PiFan 2013 Review: Muddled RITUAL - A PSYCHOMAGIC STORY Misses The Mark
Heavily influenced by cult surrealist filmmaker Alejandro Jodorowsky, not to mention starring the ageing cineaste in a minor role, Ritual - A Psychomagic Story is a new Italian film from the directing duo Giulia Brazzare and Luca Immesi. A psychological film with linear yet abstract plotting, it features the same disregard for narrative conventions as the aforementioned cinema giant, yet none of his creative zeal and infectious passion.
Lia and Viktor have an erotically charged relationship but Lia's guilt over an abortion leads her to depression. As her depression and relationship with Viktor worsen, she leaves for the countryside to visit her aunt Agata in an old house. Agata performs rituals on people to help relieve them of traumas. Lia hopes that she can find respite from her anguish, but the aggressive Viktor is not one to sit on the sidelines.
Ritual begins with a striking opening shot that peers down a long line of marble columns. Lia, dressed in white, walks towards the camera, while Viktor, in black, stalks behind. This composition foreshadows their sado-masochistic relationship while also highlighting Viktor's dark possessiveness over Lia. For the first 30 minutes or so, the couple engages in plenty of carnal action, some of it as rape fantasy, all of it aggressive. Once the abortion element is introduced and sets off Lia's depression, this somewhat intriguing element of the narrative evaporates as we are led off to the countryside.
Throughout, Ritual's cinematography is strong. Starkly composed and static, it amps up the atmosphere of the tense story yet becomes mere window-dressing as the directors can't take full advantage of it. There's also an eerie quality to the film as it decamps to its rural location, but this too is undermined through repetitious plotting that repeatedly drives home some easy-to-follow points.
Given its title and the presence of both Jodorowsky and his book 'The Dance of Reality' on a bookshelf in the rural home, the film presents itself as a work that will explore our imagination and the importance of rituals in shaping it, however, the theme of abortion, which serves as a narrative device to lead us to the rituals of the film's latter half, overwhelm the film. In the end the curious rituals we do see performed in the old house in the countryside appear as merely an afterthought. Meanwhile, abortion is a thorny issue whose representation on screen has led to some memorable moments in cinema featuring disturbing and often grotesque imagery, but, again, its use in Ritual is relatively tame and, as already mentioned, quite repetitive.

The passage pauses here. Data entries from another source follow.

//! Result file persistence.
//!
//! A run writes one results file (a JSON array of document entries, or a
//! single entry in single-document mode), optional interim snapshots next
//! to it, and optionally a `_summary.json` companion.

use std::fs;
use std::path::{Path, PathBuf};

use chrono::{DateTime, Utc};
use serde::{Deserialize, Serialize};

use crate::error::{BenchError, Result};
use crate::models::record::DocumentReport;

/// Write any serializable value as pretty JSON, creating parent directories.
pub fn write_json<T: Serialize + ?Sized>(value: &T, output_path: &Path) -> Result<()> {
    if let Some(parent) = output_path.parent() {
        if !parent.as_os_str().is_empty() {
            fs::create_dir_all(parent)?;
        }
    }

    let json = serde_json::to_string_pretty(value)?;
    fs::write(output_path, json)?;
    Ok(())
}

#[derive(Deserialize)]
#[serde(untagged)]
enum ResultsFile {
    Batch(Vec<DocumentReport>),
    Single(DocumentReport),
}

/// Load a results file written by a batch or single-document run.
pub fn load_reports(path: &Path) -> Result<Vec<DocumentReport>> {
    let content = fs::read_to_string(path)?;
    let parsed: ResultsFile = serde_json::from_str(&content)
        .map_err(|e| BenchError::Config(format!("{} is not a results file: {}", path.display(), e)))?;

    Ok(match parsed {
        ResultsFile::Batch(reports) => reports,
        ResultsFile::Single(report) => vec![report],
    })
}

/// `<dir>/<stem>_summary.json` for a results file.
pub fn summary_path(output_path: &Path) -> PathBuf {
    sibling(output_path, "summary")
}

/// `<dir>/<stem>_interim_<n>.json` for the snapshot after `n` documents.
pub fn snapshot_path(output_path: &Path, documents_done: usize) -> PathBuf {
    sibling(output_path, &format!("interim_{}", documents_done))
}

/// `<results_dir>/benchmark_<YYYYmmdd_HHMMSS>.json`
pub fn default_output_path(results_dir: &Path, at: DateTime<Utc>) -> PathBuf {
    results_dir.join(format!("benchmark_{}.json", at.format("%Y%m%d_%H%M%S")))
}

fn sibling(output_path: &Path, suffix: &str) -> PathBuf {
    let stem = output_path
        .file_stem()
        .map(|s| s.to_string_lossy().into_owned())
        .unwrap_or_else(|| "benchmark".to_string());
    output_path.with_file_name(format!("{}_{}.json", stem, suffix))
}

#[cfg(test)]
mod tests {
    use super::*;
    use crate::error::EngineError;
    use crate::models::record::group_by_document;
    use crate::models::record::tests::{failure, success};
    use chrono::TimeZone;
    use pretty_assertions::assert_eq;
    use tempfile::TempDir;

    #[test]
    fn test_write_json_creates_directory() {
        let temp_dir = TempDir::new().unwrap();
        let output_path = temp_dir.path().join("subdir/results.json");

        write_json(&Vec::<DocumentReport>::new(), &output_path).unwrap();
        assert_eq!(fs::read_to_string(&output_path).unwrap(), "[]");
    }

    #[test]
    fn test_load_batch_and_single() {
        let temp_dir = TempDir::new().unwrap();
        let reports = group_by_document(&[
            success("a.png", "paddleocr", "hola", 90.0, 1.0),
            failure("b.png", "doctr", EngineError::Unavailable("missing".into())),
        ]);

        let batch = temp_dir.path().join("batch.json");
        write_json(&reports, &batch).unwrap();
        assert_eq!(load_reports(&batch).unwrap(), reports);

        let single = temp_dir.path().join("single.json");
        write_json(&reports[0], &single).unwrap();
        assert_eq!(load_reports(&single).unwrap(), vec![reports[0].clone()]);
    }

    #[test]
    fn test_load_rejects_other_json() {
        let temp_dir = TempDir::new().unwrap();
        let path = temp_dir.path().join("config.json");
        fs::write(&path, r#"{"scoring": {}}"#).unwrap();
        assert!(matches!(load_reports(&path), Err(BenchError::Config(_))));
    }

    #[test]
    fn test_companion_paths() {
        let output = Path::new("results/run.json");
        assert_eq!(summary_path(output), PathBuf::from("results/run_summary.json"));
        assert_eq!(snapshot_path(output, 20), PathBuf::from("results/run_interim_20.json"));

        let at = Utc.with_ymd_and_hms(2024, 1, 15, 9, 30, 5).unwrap();
        assert_eq!(
            default_output_path(Path::new("results"), at),
            PathBuf::from("results/benchmark_20240115_093005.json")
        );
    }
}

Less full-blown characters than representations, Désirée Giorgetti and Ivan Franek are not given much to do in their roles. For the most part, they stare at each other or into space, Girogetti with wide, doey eyes and Franek with his cold, hard stare. Further compounding the problem is lack of on-screen chemistry, which quickly becomes an obstacle. Their relationship is demonstrated as a very shaky one, but it's hard to believe they would ever be together, even if only predominantly as sexual partners.
Another stumbling block in the film is that it is often unclear whether what we are seeing is a dream, a hallucination or actually happening. While this is a style of filmmaking that can work if handled correctly, Brazzare and Immesi don't go deep enough into the abstract and surreal to pull it off. The film is cold and austere rather than bizarre and engaging. You can feel a reticence in the filmmaker's touch, and this lack of courage makes for a frustrating viewing experience.
Handsome, austere and weighty, Ritual plays more like a European arthouse film than a work of surrealist art. Stuck between these two styles of filmmaking which never coalesce into an original or complementary format, it lacks conviction and fails to involve.